Millennials (born between 1982-2003), need to share their experiences constantly. This behavior – responsible for the explosive growth in social media since the first Millennials became teenagers – presents a unique challenge to the television industry and the one-to-many broadcast technology on which it is based. Since this generation will dominate the key 18-49 TV ratings demographic for the rest of this decade and beyond, finding a solution to this technological puzzle will determine whether television is able to retain its popularity as the preeminent source for entertainment or whether it fades, as radio has, into a medium relegated to niche applications and limited markets.
In order to be successful with Millennials, television will need to become more like the concerts and theme parks that provide Millennials with the type of social experience the generation craves. By creating a space that Millennials can enjoy immediately and personally with those who join them at the event, as well as while tweeting about it on their smart phones to hundreds more of their friends and followers, concert promoters such as Live Nation and theme park owners like Disney have found a way to maximize the revenue generated from the content that they fully control in such venues.

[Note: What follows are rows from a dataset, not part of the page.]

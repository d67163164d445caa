//! 测验实体

use sea_orm::entity::prelude::*;

#[derive(Clone, Debug, PartialEq, DeriveEntityModel)]
#[sea_orm(table_name = "quizzes")]
pub struct Model {
    #[sea_orm(primary_key)]
    pub id: i64,
    pub title: String,
    #[sea_orm(column_type = "Text", nullable)]
    pub description: Option<String>,
    pub course_id: Option<i64>,
    pub language_id: Option<i64>,
    pub level: String,
    pub time_limit: i32,
    #[sea_orm(column_type = "Double")]
    pub passing_score: f64,
    pub allow_retake: bool,
    pub max_retakes: i32,
    pub randomize_question_order: bool,
    pub show_answers_after_submission: bool,
    pub status: String,
    pub created_by: i64,
    pub created_at: i64,
    pub updated_at: i64,
}

#[derive(Copy, Clone, Debug, EnumIter, DeriveRelation)]
pub enum Relation {
    #[sea_orm(
        belongs_to = "super::courses::Entity",
        from = "Column::CourseId",
        to = "super::courses::Column::Id"
    )]
    Course,
    #[sea_orm(
        belongs_to = "super::users::Entity",
        from = "Column::CreatedBy",
        to = "super::users::Column::Id"
    )]
    Creator,
}

impl Related<super::courses::Entity> for Entity {
    fn to() -> RelationDef {
        Relation::Course.def()
    }
}

impl Related<super::users::Entity> for Entity {
    fn to() -> RelationDef {
        Relation::Creator.def()
    }
}

impl ActiveModelBehavior for ActiveModel {}

impl Model {
    pub fn into_quiz(self) -> crate::models::quizzes::entities::Quiz {
        use crate::models::common::ProficiencyLevel;
        use crate::models::quizzes::entities::{Quiz, QuizStatus};

        Quiz {
            id: self.id,
            title: self.title,
            description: self.description,
            course_id: self.course_id,
            language_id: self.language_id,
            level: self.level.parse().unwrap_or(ProficiencyLevel::Beginner),
            time_limit: self.time_limit,
            passing_score: self.passing_score,
            allow_retake: self.allow_retake,
            max_retakes: self.max_retakes,
            randomize_question_order: self.randomize_question_order,
            show_answers_after_submission: self.show_answers_after_submission,
            status: self.status.parse().unwrap_or(QuizStatus::Draft),
            created_by: self.created_by,
            created_at: super::from_timestamp(self.created_at),
            updated_at: super::from_timestamp(self.updated_at),
        }
    }
}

Sports and final episodes of reality or drama programs are currently the closest television programming comes to this type of widely shared event. Without much promotional support initially, the notion of encouraging fan participation through live reactions via social media has become increasingly commonplace. The potential of this approach was demonstrated by the chart-busting ratings received by NBC’s broadcast of the London Olympics, which fully embraced social media in its coverage of the Games. But that is just the beginning of what networks will need to do to make all their programs “Event TV.”

Not surprisingly, the most cutting-edge deployments of this new strategy are coming from those distributors, such as Netflix and YouTube, which are completely disconnected from the tether of broadcast technology. By encouraging such social uses of highly polished productions as “binge TV” viewing or audience determination of plot development, these non-traditional buyers of video content are offering new ways to connect with Millennials.

But the keys to this magical money kingdom are actually held by companies not currently thought of as natural partners by those in the television industry.  Google, Facebook, and other social media providers, along with device distributors such as Apple and Amazon, are seeking to lock their customers into the use of their proprietary cloud services. The ultimate goal of these companies in creating branded “personal content clouds” is to offer an entertainment experience where  each person’s music, movies, television shows, books, video clips, photographs and more can be mixed and mashed up to create a concert or amusement park ride tailored to each customer’s individual preferences are shared in real time with whoever they like. The first “traditional” television network which recognizes the potential of this new form of entertainment by partnering with one of the major players in personal databases and bringing that network’s programming into the cloud service provider’s  “theme park” will gain a first-mover advantage in this new marketplace.

The determination of Millennials to share everything is creating a world where social media will drive broadcast media. Even though television executives have traditionally been reluctant to give up their control over content, it’s time for them to recognize reality and partner with those who will control a new world of entertainment in the Millennial era.